As the Fifa World Cup soccer kicks off in Qatar a few weeks from now (November 20), the ongoing T20 World Cup cricket in Australia, particularly in the context of the just-concluded marquee India-Pakistan game, is a reminder of how much the once-colonial game has grown and spread.

Football of course remains the world's No.1 sport and a game with almost universal appeal, with more than two billion fans in 200 countries around the globe. Fédération internationale de Football Association (FIFA), the sports governing body, has 211 national associations, more than the number of countries in the world. In contrast, the International Cricket Council (ICC) has only 108 members, but thanks to the weight the Indian subcontinent pulls in terms of population, the game now has almost as many followers.
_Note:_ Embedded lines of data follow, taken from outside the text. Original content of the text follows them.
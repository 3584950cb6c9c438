use super::token::{Token, TokenKind};
use super::Tokenizer;

/// Pull cursor over a token stream, as seen by the parser.
///
/// `current` is `None` once the stream is exhausted; `advance` past the end
/// does nothing.
pub trait TokenProvider {
    fn current(&self) -> Option<Token>;

    fn advance(&mut self);

    fn current_kind(&self) -> Option<TokenKind> {
        self.current().map(|t| t.kind)
    }

    fn current_start(&self) -> Option<usize> {
        self.current().map(|t| t.start)
    }

    fn current_end(&self) -> Option<usize> {
        self.current().map(|t| t.end)
    }
}

impl TokenProvider for Tokenizer<'_> {
    fn current(&self) -> Option<Token> {
        Tokenizer::current(self)
    }

    fn advance(&mut self) {
        Tokenizer::advance(self)
    }
}

impl<P: TokenProvider + ?Sized> TokenProvider for &mut P {
    fn current(&self) -> Option<Token> {
        (**self).current()
    }

    fn advance(&mut self) {
        (**self).advance()
    }
}

/// A provider over an already built token list.
#[derive(Debug, Default, Clone)]
pub struct ListTokenProvider {
    tokens: Vec<Token>,
    position: usize,
}

impl ListTokenProvider {
    pub fn new(tokens: Vec<Token>) -> Self {
        Self {
            tokens,
            position: 0,
        }
    }

    pub fn remaining(&self) -> &[Token] {
        self.tokens.get(self.position..).unwrap_or_default()
    }
}

impl From<Vec<Token>> for ListTokenProvider {
    fn from(tokens: Vec<Token>) -> Self {
        Self::new(tokens)
    }
}

impl FromIterator<Token> for ListTokenProvider {
    fn from_iter<T: IntoIterator<Item = Token>>(iter: T) -> Self {
        Self::new(iter.into_iter().collect())
    }
}

impl TokenProvider for ListTokenProvider {
    fn current(&self) -> Option<Token> {
        self.tokens.get(self.position).copied()
    }

    fn advance(&mut self) {
        if self.position < self.tokens.len() {
            self.position += 1;
        }
    }
}

#[cfg(test)]
mod tests {
    use super::*;

    #[test]
    fn test_list_provider() {
        let mut tokens = ListTokenProvider::new(vec![
            Token::new(TokenKind::BlockScriptletOpen, 0, 2),
            Token::new(TokenKind::ScriptletClose, 2, 4),
        ]);

        assert_eq!(tokens.current_kind(), Some(TokenKind::BlockScriptletOpen));
        assert_eq!(tokens.current_start(), Some(0));
        assert_eq!(tokens.current_end(), Some(2));

        tokens.advance();
        assert_eq!(tokens.current_kind(), Some(TokenKind::ScriptletClose));
        assert_eq!(tokens.remaining().len(), 1);

        tokens.advance();
        assert_eq!(tokens.current(), None);
        tokens.advance();
        tokens.advance();
        assert_eq!(tokens.current(), None);
        assert!(tokens.remaining().is_empty());
    }

    #[test]
    fn test_tokenizer_provider() {
        let mut tokenizer = Tokenizer::new("$a");
        let provider: &mut dyn TokenProvider = &mut tokenizer;

        assert_eq!(
            provider.current_kind(),
            Some(TokenKind::DollarReferenceDollar)
        );
        provider.advance();
        assert_eq!(provider.current_kind(), Some(TokenKind::DollarReferenceBody));
        assert_eq!(provider.current_end(), Some(2));
        provider.advance();
        assert_eq!(provider.current_kind(), None);
        provider.advance();
        assert_eq!(provider.current_kind(), None);
    }
}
In terms of revenue as reflected in franchises though, American sports rule the roost thanks to the financial weight the United States pulls rather than fan following in sheer numbers. Although "American Football," a rugby-like game, has very little following outside the US and Canada, the National Football League (NFL) racks up $ 16 billion in annual revenues, followed by America's Major League Baseball ($ 10 billion) and National Basketball Association ($ 8 billion). But the Indian Premier League, now considered the fastest-growing sports league in the world, has ticked up to #4 closing in $7billion in revenues, overtaking the English Premier League (EPL) and other soccer leagues like La Liga. Take similar copycat leagues in major cricket playing nations, and it's possible that cricket will soon rake in even more lolly.
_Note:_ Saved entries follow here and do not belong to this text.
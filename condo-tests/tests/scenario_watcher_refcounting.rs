//! Scenario 3 (spec.md §8, P2): two roles reference the same watcher.
//! Removing the first role must not stop the remote watch; removing
//! the second must.

mod support;

use std::sync::Arc;
use std::time::Duration;

use condo_core::validator::MinimalSchemaValidator;
use condo::reconciler;
use support::FakeConsulClient;

const NODES: &str = "condo/nodes";
const ROLES: &str = "condo/roles";
const SERVICES: &str = "condo/services";

async fn settle() {
    tokio::time::sleep(Duration::from_millis(50)).await;
}

#[tokio::test]
async fn removing_one_of_two_referencing_roles_keeps_the_watch_alive() {
    let client = Arc::new(FakeConsulClient::new());
    let validator = Arc::new(MinimalSchemaValidator);

    client.seed_watcher("cfg", "{:level 1}").await;

    let (handle, _task) = reconciler::spawn(
        client.clone(),
        validator,
        NODES.to_string(),
        ROLES.to_string(),
        SERVICES.to_string(),
    )
    .await
    .unwrap();

    client
        .publish(NODES, "alpha", r#"{"ip":"10.0.0.1","tags":{"dc":"eu"}}"#, false)
        .await;
    settle().await;

    client
        .publish(
            ROLES,
            "web",
            r#"{:matcher (eq :dc "eu") :services {:app {:name "app" :environment [] :config #condo/watcher "cfg"}}}"#,
            false,
        )
        .await;
    client
        .publish(
            ROLES,
            "db",
            r#"{:matcher (eq :dc "eu") :services {:sidecar {:name "sidecar" :environment [] :config #condo/watcher "cfg"}}}"#,
            false,
        )
        .await;
    settle().await;

    assert_eq!(client.puts().await.len(), 2, "both roles materialize their service");

    // remove the first role: the watch must stay up, proven by the
    // second role's watcher-driven rerender still firing.
    client.remove(ROLES, "web").await;
    settle().await;

    client.update_watcher("cfg", "{:level 2}").await;
    settle().await;

    let puts = client.puts().await;
    let sidecar_puts: Vec<_> = puts.iter().filter(|(p, _)| p.ends_with("/sidecar")).collect();
    assert!(
        sidecar_puts.iter().any(|(_, body)| body.contains("\"level\":2")),
        "db role's service must still re-render after cfg changes while web still referenced cfg"
    );

    // remove the second (last) referencing role: the watch is now
    // stopped, but this is only externally observable through state —
    // no further renders are possible since no role references it.
    client.remove(ROLES, "db").await;
    settle().await;

    let state = handle.get_state().await;
    assert!(state.roles.is_empty());
    assert!(
        state.watchers.is_empty(),
        "watcher must be dropped from the registry once its last referencing role is gone"
    );
}
//! The template expander.
//!
//! Takes a service-document template (a symbolic tree embedded in a
//! role), the watcher values currently known to the registry, and a
//! target node, and produces the JSON string ultimately written to
//! `services_prefix/<node>/<service>` — or `None` if validation fails.

use std::collections::HashMap;

use serde_json::json;

use crate::error::TemplateError;
use crate::state::Node;
use crate::validator::ServiceDocumentValidator;
use crate::value::Value;

/// Pure tree walk returning every watcher key referenced via
/// `#condo/watcher "K"` inside `v`. A tagged `condo/watcher` node whose
/// payload is not a string literal
/// is a structural error: logged and omitted by the caller, so this
/// returns the offending nodes separately rather than failing outright.
pub fn find_watchers(v: &Value) -> (Vec<String>, Vec<String>) {
    let mut keys = Vec::new();
    let mut errors = Vec::new();
    walk_find(v, &mut keys, &mut errors);
    (keys, errors)
}

fn walk_find(v: &Value, keys: &mut Vec<String>, errors: &mut Vec<String>) {
    match v {
        Value::Tagged(ns, name, payload) if ns == "condo" && name == "watcher" => match &**payload
        {
            Value::Str(k) => keys.push(k.clone()),
            other => errors.push(format!(
                "#condo/watcher payload must be a string literal, found: {other}"
            )),
        },
        Value::List(items) | Value::Vector(items) | Value::Set(items) => {
            for item in items {
                walk_find(item, keys, errors);
            }
        }
        Value::Map(entries) => {
            for (k, val) in entries {
                walk_find(k, keys, errors);
                walk_find(val, keys, errors);
            }
        }
        Value::Tagged(_, _, payload) => walk_find(payload, keys, errors),
        _ => {}
    }
}

/// Substitute every `#condo/watcher "K"` node with the current value of
/// watcher `K`. Substitution is non-recursive on the replacement: a
/// watcher value is never itself re-expanded, even if it happens to
/// contain a `#condo/watcher` tag.
///
/// Precondition: the caller has already `incref`'d the watcher registry
/// for every key `find_watchers` returns, so every key in `watchers` is
/// present. A reference to a key missing from the map is a programmer
/// error surfaced as `TemplateError::MissingWatcher`.
fn substitute(v: &Value, watchers: &HashMap<String, Value>) -> Result<Value, TemplateError> {
    match v {
        Value::Tagged(ns, name, payload) if ns == "condo" && name == "watcher" => match &**payload
        {
            Value::Str(k) => watchers
                .get(k)
                .cloned()
                .ok_or_else(|| TemplateError::MissingWatcher(k.clone())),
            other => Err(TemplateError::BadWatcherTag(other.to_string())),
        },
        Value::List(items) => Ok(Value::List(substitute_all(items, watchers)?)),
        Value::Vector(items) => Ok(Value::Vector(substitute_all(items, watchers)?)),
        Value::Set(items) => Ok(Value::Set(substitute_all(items, watchers)?)),
        Value::Map(entries) => {
            let mut out = Vec::with_capacity(entries.len());
            for (k, val) in entries {
                out.push((substitute(k, watchers)?, substitute(val, watchers)?));
            }
            Ok(Value::Map(out))
        }
        Value::Tagged(ns, name, payload) => Ok(Value::Tagged(
            ns.clone(),
            name.clone(),
            Box::new(substitute(payload, watchers)?),
        )),
        leaf => Ok(leaf.clone()),
    }
}

fn substitute_all(
    items: &[Value],
    watchers: &HashMap<String, Value>,
) -> Result<Vec<Value>, TemplateError> {
    items.iter().map(|i| substitute(i, watchers)).collect()
}

/// Expand a service-document template for `node`.
///
/// Returns `Ok(None)` when schema validation fails — the caller logs
/// and omits the document, preserving any prior materialized entry,
/// rather than treating it as an error.
pub fn expand(
    template: &Value,
    watchers: &HashMap<String, Value>,
    node: &Node,
    validator: &dyn ServiceDocumentValidator,
) -> Result<Option<String>, TemplateError> {
    let substituted = substitute(template, watchers)?;
    let expanded_json = substituted.to_json();

    if let Err(reason) = validator.validate(&expanded_json) {
        tracing::warn!(%reason, "service document failed schema validation");
        return Ok(None);
    }

    let with_host = inject_host(expanded_json, &node.ip);

    serde_json::to_string(&with_host)
        .map(Some)
        .map_err(|e| TemplateError::NotJson(e.to_string()))
}

fn inject_host(mut doc: serde_json::Value, ip: &str) -> serde_json::Value {
    let host_entry = json!({"name": "HOST", "value": ip});

    if let Some(obj) = doc.as_object_mut() {
        let env = obj
            .entry("environment")
            .or_insert_with(|| serde_json::Value::Array(Vec::new()));

        if let serde_json::Value::Array(list) = env {
            list.insert(0, host_entry);
        } else {
            *env = serde_json::Value::Array(vec![host_entry]);
        }
    }

    doc
}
Small wonder then that even the United States is lining up its own league, powered by a growing expat population from cricket playing nations, particularly from the Indian sub-continent and the Caribbean. While there has been a sad decline in West Indies as a cricketing power, as evidenced by its early exit from the T20 World Cup, it's conceivable that weight will shift further westward, although the US too, like UAE, failed to make the cut in Australia. Again, no surprise that the 2024 T20 World Cup is to be co-hosted by the West Indies and USA.


Most Americans tend to take a dim view of cricket. The late actor comedian Robin Williams once likened cricket to baseball on valium. But America is in fact the second home of cricket after England. The game came to America through their colonial forebears, the Brits, much before it arrived in India. Historic references to cricket in the United States include games in Georgia in 1737 and in Baltimore in 1754, the same year Benjamin Franklin brought a printed copy of cricket rules of play home to the Colonies, almost 100 years before the first book of baseball rules was published. Without doubt, baseball evolved from cricket.
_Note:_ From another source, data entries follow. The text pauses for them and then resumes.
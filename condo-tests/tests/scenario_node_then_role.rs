//! Scenario 1 (spec.md §8): empty start, then a node, then a matching
//! role. Publishing the node alone has no VKV effect; publishing the
//! role materializes one service document with `HOST` bound to the
//! node's IP.

mod support;

use std::sync::Arc;
use std::time::Duration;

use condo_core::validator::MinimalSchemaValidator;
use condo::reconciler;
use support::FakeConsulClient;

const NODES: &str = "condo/nodes";
const ROLES: &str = "condo/roles";
const SERVICES: &str = "condo/services";

async fn settle() {
    tokio::time::sleep(Duration::from_millis(50)).await;
}

#[tokio::test]
async fn node_then_role_materializes_one_service() {
    let client = Arc::new(FakeConsulClient::new());
    let validator = Arc::new(MinimalSchemaValidator);

    let (handle, _task) = reconciler::spawn(
        client.clone(),
        validator,
        NODES.to_string(),
        ROLES.to_string(),
        SERVICES.to_string(),
    )
    .await
    .unwrap();

    client
        .publish(NODES, "alpha", r#"{"ip":"10.0.0.1","tags":{"dc":"eu"}}"#, false)
        .await;
    settle().await;

    assert!(client.puts().await.is_empty(), "node alone must not materialize anything");

    client
        .publish(
            ROLES,
            "web",
            r#"{:matcher (eq :dc "eu") :services {:app {:name "app" :environment []}}}"#,
            false,
        )
        .await;
    settle().await;

    let puts = client.puts().await;
    assert_eq!(puts.len(), 1);
    let (path, body) = &puts[0];
    assert_eq!(path, "condo/services/alpha/app");
    assert!(body.contains("\"HOST\""));
    assert!(body.contains("10.0.0.1"));

    let state = handle.get_state().await;
    assert_eq!(state.roles_for_node("alpha"), vec!["web"]);
}
//! Bootstrap wiring, in the teacher's `AppContext` shape: CLI parse →
//! collaborators → reconciler → (optional) query endpoint.

use std::sync::Arc;

use clap::{CommandFactory, FromArgMatches};
use condo_core::consul::HttpConsulClient;
use condo_core::validator::MinimalSchemaValidator;

use crate::config::cli::Cli;
use crate::reconciler::{self, ReconcilerHandle};

pub struct AppContext {
    cli: Cli,
    pub reconciler: ReconcilerHandle,
    reconciler_task: tokio::task::JoinHandle<()>,
}

impl AppContext {
    pub async fn bootstrap() -> miette::Result<AppContext> {
        let command = Cli::command().before_help(BANNER).get_matches();
        let cli = Cli::from_arg_matches(&command).expect("failed to parse CLI arguments");

        tracing::info!(?cli, "CLI config parsed");

        let client = Arc::new(HttpConsulClient::new(
            cli.consul_addr.clone(),
            cli.long_poll_wait(),
        )?);
        let validator = Arc::new(MinimalSchemaValidator);

        let (reconciler, reconciler_task) = reconciler::spawn(
            client,
            validator,
            cli.nodes_prefix.clone(),
            cli.roles_prefix.clone(),
            cli.services_prefix.clone(),
        )
        .await?;

        Ok(AppContext {
            cli,
            reconciler,
            reconciler_task,
        })
    }

    pub fn query_port(&self) -> Option<u16> {
        self.cli.query_port
    }

    pub async fn join(self) {
        let _ = self.reconciler_task.await;
    }
}

const BANNER: &str = r#"
   ___ ___ _  _ ___  ___
  / __/ _ \ \| |   \/ _ \
 | (_| (_) | .` | |) | (_) |
  \___\___/|_|\_|___/\___/
      /\_/\
     ( o.o )  condo v0.1.0
      > ^ <   Watching the nodes prefix...
"#;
Indeed, many of America’s Founding Fathers were known to be cricket aficionados. Cricket historians say there was even a reference to the game at the 1776 debate in Independence Hall, when John Adams argued against the chief executive of the new country being called "President," saying "Fire brigades and cricket clubs have presidents." So Americans were hitting fours and sixes long before they were hitting home runs.

In fact, the first-ever international cricket match involved, not the Brits and Aussies as you’d think, but -- hold your breath here -- Americans and Canadians. Damn right. It was a game played between the US and Canada in 1844 at the St George's Cricket Club in New York, watched by more than 10,000 spectators. Canada won by 24 runs. Some historians say this USA vs. Canada cricket match is the oldest international sporting event in the modern world, predating even the modern Olympics by nearly 50 years.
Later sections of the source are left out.